Turns out Laura had a pretty interesting background herself. She had been a manager at a mid-sized manufcturing company. When the economy tanked in 2008, her manufacturing company went under. Now she was working as a housekeeper in a nursing home, and loving it. Why? Certainly not the money. It was about the sense of belonging and purpose she felt. My sense was that Laura would make an outstanding administrator someday if she chose to pursue that path.
After our conversation, I was feeling pretty inspired. Clearly this facility had it all figured out, right? Well here’s where it gets interesting. When my wife came back to the room with our oldest son, I could tell she was upset. “What happened?” I asked her. She told me that the therapist had been extremely rude, going so far as to ask her to leave the gym while her father was being rehabbed.
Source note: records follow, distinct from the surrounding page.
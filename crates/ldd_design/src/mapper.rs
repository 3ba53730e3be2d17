//! One complete mapping pass: load, aggregate, persist, generate.

use tracing::{info, warn};

use crate::aggregator::{DesignAggregator, MapReport};
use crate::codegen::write_async_loader;
use crate::config::LddConfig;
use crate::error::DesignResult;
use crate::properties::{NodeEvaluator, PropertyLoader, ScriptEvaluator};
use crate::scanner::{ComponentScanner, ScanOptions};
use crate::store::DesignStore;

/// Runs the mapping pipeline described by a resolved [`LddConfig`].
pub struct DesignMapper {
    config: LddConfig,
    aggregator: DesignAggregator,
    store: DesignStore,
}

impl DesignMapper {
    /// Build a mapper that evaluates script property modules with the
    /// configured runner.
    pub fn new(config: LddConfig) -> Self {
        let evaluator = NodeEvaluator::new(config.script_runner.clone());
        Self::with_evaluator(config, Box::new(evaluator))
    }

    pub fn with_evaluator(config: LddConfig, evaluator: Box<dyn ScriptEvaluator>) -> Self {
        let scanner = ComponentScanner::new(
            config.components_dir.clone(),
            ScanOptions {
                declaration_file: config.declaration_file.clone(),
                template_extension: config.template_extension.clone(),
                repair_stray_entries: config.repair_stray_entries,
            },
        );
        let aggregator = DesignAggregator::new(scanner, PropertyLoader::new(evaluator));
        let store = DesignStore::new(config.design_file.clone());

        Self {
            config,
            aggregator,
            store,
        }
    }

    pub fn store(&self) -> &DesignStore {
        &self.store
    }

    /// Rebuild the design document and the async loader from the tree.
    ///
    /// The document is saved even when some groups failed to scan; the
    /// report's success flag tells the caller.
    pub fn run(&self) -> DesignResult<MapReport> {
        info!("Mapping design from {:?}", self.config.components_dir);

        let previous = self.store.load()?;
        let report = self.aggregator.aggregate(&previous)?;

        self.store.save(&report.document)?;
        write_async_loader(&self.config.async_loader_file, &report.async_components)?;

        for failure in &report.failures {
            warn!("Not mapped: {}: {}", failure.scope, failure.message);
        }
        Ok(report)
    }
}
//! Build command - Map, stamp, validate and export the design.

use std::path::PathBuf;

use anyhow::{Context, Result};
use clap::Args;
use tracing::info;

use ldd_design::{DesignStore, PackageInfo};

use super::map::run_mapper;
use super::validate::check_design;
use super::{load_config, MapFailed};

#[derive(Args)]
pub struct BuildArgs {
    /// Skip writing design.json into the output directory
    #[arg(long)]
    skip_export: bool,
}

pub async fn execute(project: Option<PathBuf>, args: BuildArgs) -> Result<()> {
    let (root, config) = load_config(project)?;
    let policy = config.undeclared_directives;
    let design_file = config.design_file.clone();
    let export_path = config.output_dir.join("ldd").join("design.json");

    info!("Building design at {:?}", root);

    let report = run_mapper(config)?;
    if !report.is_success() {
        return Err(MapFailed(report.failures.len()).into());
    }

    let package = PackageInfo::read(&root).context("Failed to read package.json")?;
    let mut design = report.document;
    design.stamp(&package.name, &package.version);
    DesignStore::new(&design_file)
        .save(&design)
        .context("Failed to save design")?;
    println!("🏷️  Stamped design as {}@{}", package.name, package.version);

    check_design(&design, policy)?;

    if !args.skip_export {
        DesignStore::export(&design, &export_path).context("Failed to export design")?;
        println!("📦 Exported {}", export_path.display());
    }

    println!();
    println!("✅ Design v{} built successfully!", package.version);
    Ok(())
}
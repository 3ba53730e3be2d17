//! ldd CLI - Main entry point.
//!
//! Exit codes:
//! - 0: Success
//! - 1: General error
//! - 2: Invalid arguments
//! - 3: Validation failure
//! - 4: Mapping failure

use std::process::ExitCode;

use clap::Parser;
use tracing_subscriber::{fmt, prelude::*, EnvFilter};

use ldd_design::{DesignError, ValidationError};

mod commands;

use commands::{Cli, Commands, MapFailed};

/// CI-friendly exit codes
pub struct ExitCodes;

impl ExitCodes {
    pub const SUCCESS: u8 = 0;
    pub const GENERAL_ERROR: u8 = 1;
    pub const INVALID_ARGS: u8 = 2;
    pub const VALIDATION_FAILURE: u8 = 3;
    pub const MAP_FAILURE: u8 = 4;
}

#[tokio::main]
async fn main() -> ExitCode {
    let cli = Cli::parse();

    let default_level = if cli.verbose {
        "ldd_cli=debug,ldd_design=debug"
    } else if cli.quiet {
        "error"
    } else {
        "ldd_cli=info,ldd_design=info,warn"
    };

    let filter = EnvFilter::try_from_default_env().unwrap_or_else(|_| EnvFilter::new(default_level));
    let log_result = tracing_subscriber::registry()
        .with(fmt::layer().with_target(false))
        .with(filter)
        .try_init();

    if log_result.is_err() {
        // Logging already initialized, continue
    }

    let project = cli.project;
    let result = match cli.command {
        Commands::Map(args) => commands::map::execute(project, args).await,
        Commands::Validate(args) => commands::validate::execute(project, args).await,
        Commands::Build(args) => commands::build::execute(project, args).await,
    };

    match result {
        Ok(()) => ExitCode::from(ExitCodes::SUCCESS),
        Err(e) => {
            let exit_code = categorize_error(&e);
            eprintln!("❌ Error: {:#}", e);
            ExitCode::from(exit_code)
        }
    }
}

/// Categorize error to determine exit code
fn categorize_error(e: &anyhow::Error) -> u8 {
    if e.downcast_ref::<ValidationError>().is_some()
        || matches!(e.downcast_ref::<DesignError>(), Some(DesignError::Validation(_)))
    {
        ExitCodes::VALIDATION_FAILURE
    } else if e.downcast_ref::<MapFailed>().is_some() {
        ExitCodes::MAP_FAILURE
    } else if e.to_string().to_lowercase().contains("not found") {
        ExitCodes::INVALID_ARGS
    } else {
        ExitCodes::GENERAL_ERROR
    }
}

#[cfg(test)]
mod tests {
    use super::*;
    use anyhow::Context;

    #[test]
    fn test_categorize_validation_error_through_context() {
        let err: Result<(), ValidationError> = Err(ValidationError::DuplicateGroupLabels(vec!["Text".into()]));
        let err = err.context("Design validation failed").unwrap_err();
        assert_eq!(categorize_error(&err), ExitCodes::VALIDATION_FAILURE);
    }

    #[test]
    fn test_categorize_map_failure() {
        let err: anyhow::Error = MapFailed(2).into();
        assert_eq!(categorize_error(&err), ExitCodes::MAP_FAILURE);
    }

    #[test]
    fn test_categorize_missing_project() {
        let err = anyhow::anyhow!("Project directory not found: \"/nope\"");
        assert_eq!(categorize_error(&err), ExitCodes::INVALID_ARGS);
    }
}
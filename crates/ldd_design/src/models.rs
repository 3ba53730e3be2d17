//! Data models for the design document.

use std::collections::BTreeMap;

use serde::{Deserialize, Serialize};
use serde_json::{Map, Value};

/// Parent name that stands for the editor's top-level container.
pub const ROOT_PARENT: &str = "root";

/// The aggregated description of all groups, components and property schemas.
///
/// Top-level keys this crate does not interpret (`name`, `version`, `assets`,
/// ...) are kept in `extra` and written back untouched.
#[derive(Debug, Clone, Default, PartialEq, Serialize, Deserialize)]
#[serde(rename_all = "camelCase")]
pub struct DesignDocument {
    #[serde(default)]
    pub groups: Vec<Group>,
    #[serde(default)]
    pub components: Vec<ComponentDeclaration>,
    #[serde(default)]
    pub component_properties: BTreeMap<String, Value>,
    #[serde(flatten)]
    pub extra: Map<String, Value>,
}

impl DesignDocument {
    pub fn new() -> Self {
        Self::default()
    }

    /// Look up a component by name.
    pub fn component(&self, name: &str) -> Option<&ComponentDeclaration> {
        self.components.iter().find(|c| c.name == name)
    }

    /// Look up a group by label.
    pub fn group(&self, label: &str) -> Option<&Group> {
        self.groups.iter().find(|g| g.label == label)
    }

    pub fn has_component(&self, name: &str) -> bool {
        self.component(name).is_some()
    }

    /// Set the top-level `name` and `version` keys of the design.
    pub fn stamp(&mut self, name: impl Into<String>, version: impl Into<String>) {
        self.extra.insert("name".to_string(), Value::String(name.into()));
        self.extra
            .insert("version".to_string(), Value::String(version.into()));
    }

    pub fn name(&self) -> Option<&str> {
        self.extra.get("name").and_then(Value::as_str)
    }

    pub fn version(&self) -> Option<&str> {
        self.extra.get("version").and_then(Value::as_str)
    }
}

/// A named bucket of components shown together in the editor.
#[derive(Debug, Clone, PartialEq, Eq, Serialize, Deserialize)]
pub struct Group {
    pub label: String,
    #[serde(default)]
    pub components: Vec<String>,
}

impl Group {
    pub fn new(label: impl Into<String>, components: Vec<String>) -> Self {
        Self {
            label: label.into(),
            components,
        }
    }

    pub fn contains(&self, component: &str) -> bool {
        self.components.iter().any(|c| c == component)
    }
}

/// A reusable content template with its directive and structural metadata.
#[derive(Debug, Clone, Default, PartialEq, Serialize, Deserialize)]
#[serde(rename_all = "camelCase")]
pub struct ComponentDeclaration {
    pub name: String,
    #[serde(default)]
    pub label: String,
    #[serde(default)]
    pub html: String,
    #[serde(default, skip_serializing_if = "Option::is_none")]
    pub directives: Option<BTreeMap<String, DirectiveSpec>>,
    #[serde(default, skip_serializing_if = "Option::is_none")]
    pub allowed_parents: Option<Vec<String>>,
    #[serde(default, skip_serializing_if = "Option::is_none")]
    pub properties: Option<Vec<String>>,
    #[serde(flatten)]
    pub extra: Map<String, Value>,
}

impl ComponentDeclaration {
    pub fn new(name: impl Into<String>, html: impl Into<String>) -> Self {
        Self {
            name: name.into(),
            html: html.into(),
            ..Default::default()
        }
    }

    pub fn with_label(mut self, label: impl Into<String>) -> Self {
        self.label = label.into();
        self
    }

    pub fn with_directive(mut self, name: impl Into<String>, spec: DirectiveSpec) -> Self {
        self.directives
            .get_or_insert_with(BTreeMap::new)
            .insert(name.into(), spec);
        self
    }

    pub fn with_allowed_parents<I, S>(mut self, parents: I) -> Self
    where
        I: IntoIterator<Item = S>,
        S: Into<String>,
    {
        self.allowed_parents = Some(parents.into_iter().map(Into::into).collect());
        self
    }

    pub fn with_properties<I, S>(mut self, properties: I) -> Self
    where
        I: IntoIterator<Item = S>,
        S: Into<String>,
    {
        self.properties = Some(properties.into_iter().map(Into::into).collect());
        self
    }

    /// Property names this component opts into.
    pub fn property_names(&self) -> &[String] {
        self.properties.as_deref().unwrap_or_default()
    }

    pub fn uses_property(&self, property: &str) -> bool {
        self.property_names().iter().any(|p| p == property)
    }
}

/// Declaration of one directive value used in a component's markup.
#[derive(Debug, Clone, Default, PartialEq, Serialize, Deserialize)]
#[serde(rename_all = "camelCase")]
pub struct DirectiveSpec {
    #[serde(default, skip_serializing_if = "Option::is_none")]
    pub allowed_children: Option<Vec<String>>,
    #[serde(default, skip_serializing_if = "Option::is_none")]
    pub default_content: Option<Vec<DefaultContent>>,
    #[serde(flatten)]
    pub extra: Map<String, Value>,
}

impl DirectiveSpec {
    pub fn new() -> Self {
        Self::default()
    }

    pub fn with_allowed_children<I, S>(mut self, children: I) -> Self
    where
        I: IntoIterator<Item = S>,
        S: Into<String>,
    {
        self.allowed_children = Some(children.into_iter().map(Into::into).collect());
        self
    }

    pub fn with_default_content<I, S>(mut self, components: I) -> Self
    where
        I: IntoIterator<Item = S>,
        S: Into<String>,
    {
        self.default_content = Some(
            components
                .into_iter()
                .map(|c| DefaultContent::new(c))
                .collect(),
        );
        self
    }

    /// Whether this directive constrains or pre-fills child components.
    pub fn references_components(&self) -> bool {
        self.allowed_children.as_ref().is_some_and(|c| !c.is_empty())
            || self.default_content.as_ref().is_some_and(|c| !c.is_empty())
    }

    /// Every component name referenced through `allowedChildren` and `defaultContent`.
    pub fn referenced_components(&self) -> impl Iterator<Item = &str> {
        let children = self.allowed_children.iter().flatten().map(String::as_str);
        let defaults = self
            .default_content
            .iter()
            .flatten()
            .map(|d| d.component.as_str());
        children.chain(defaults)
    }
}

/// A component placed into a container by default.
#[derive(Debug, Clone, Default, PartialEq, Serialize, Deserialize)]
pub struct DefaultContent {
    pub component: String,
    #[serde(flatten)]
    pub extra: Map<String, Value>,
}

impl DefaultContent {
    pub fn new(component: impl Into<String>) -> Self {
        Self {
            component: component.into(),
            extra: Map::new(),
        }
    }
}

/// A dynamically loadable UI component discovered next to a design component.
#[derive(Debug, Clone, PartialEq, Eq, Serialize, Deserialize)]
pub struct AsyncComponent {
    /// Registration identifier, e.g. `SrlLdTitleH1`.
    pub name: String,
    /// Import path, e.g. `#ld/Titles/title-h1/title-h1.vue`.
    pub path: String,
}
Now, my wife is an OT with years of experience in geriatric care, so she knows her way around a rehab unit. She’s also one of the nicest people you’ll ever meet. She had wanted to be part of the family education process to ensure safe carryover of the therapy to home, but was instead hustled out of the gym by a therapist who had clearly not studied the care plan before treatment. She was so upset she was ready to pull her father out of the facility and place him elsewhere!
So there you have it. Two radically different customer experiences in the same facility, with the same patient, on the same day, in the same unit. That, in a nutshell, encapsulates the challenge we face as an industry. I was reminded of what Colleen Barrett had told me just last week, “customers evaluate the organization as a whole, not department by department.” One negative experience blows it for everyone.
So what is the solution? How can we possibly hope to ensure consistent quality and service excellence in such an environment? There is no silver bullet, but I believe that the answer is “culture.” We have to create a culture of service excellence that is so strong and appealing that every single Signature stakeholder wants to exceed expectations. We have to connect people to their purpose, to put the “why” back in healthcare (as Quint Studer so aptly puts it).
We have to provide the environment and resources that will allow people to do their best work every single day. That means engaged leadership that cares about customer service and quality. It means process mapping for consistency. It means good training and education. It means treating ALL stakeholders respectfully. It means leaders who are accountable not just for the bottom line, but for the quality of the experience for stakeholders, families, and residents.
We have to remember that this is sacred work and treat our facilities like holy ground.
I’d really love to hear from the field on this one. How do you think we’re doing today? What could we do better?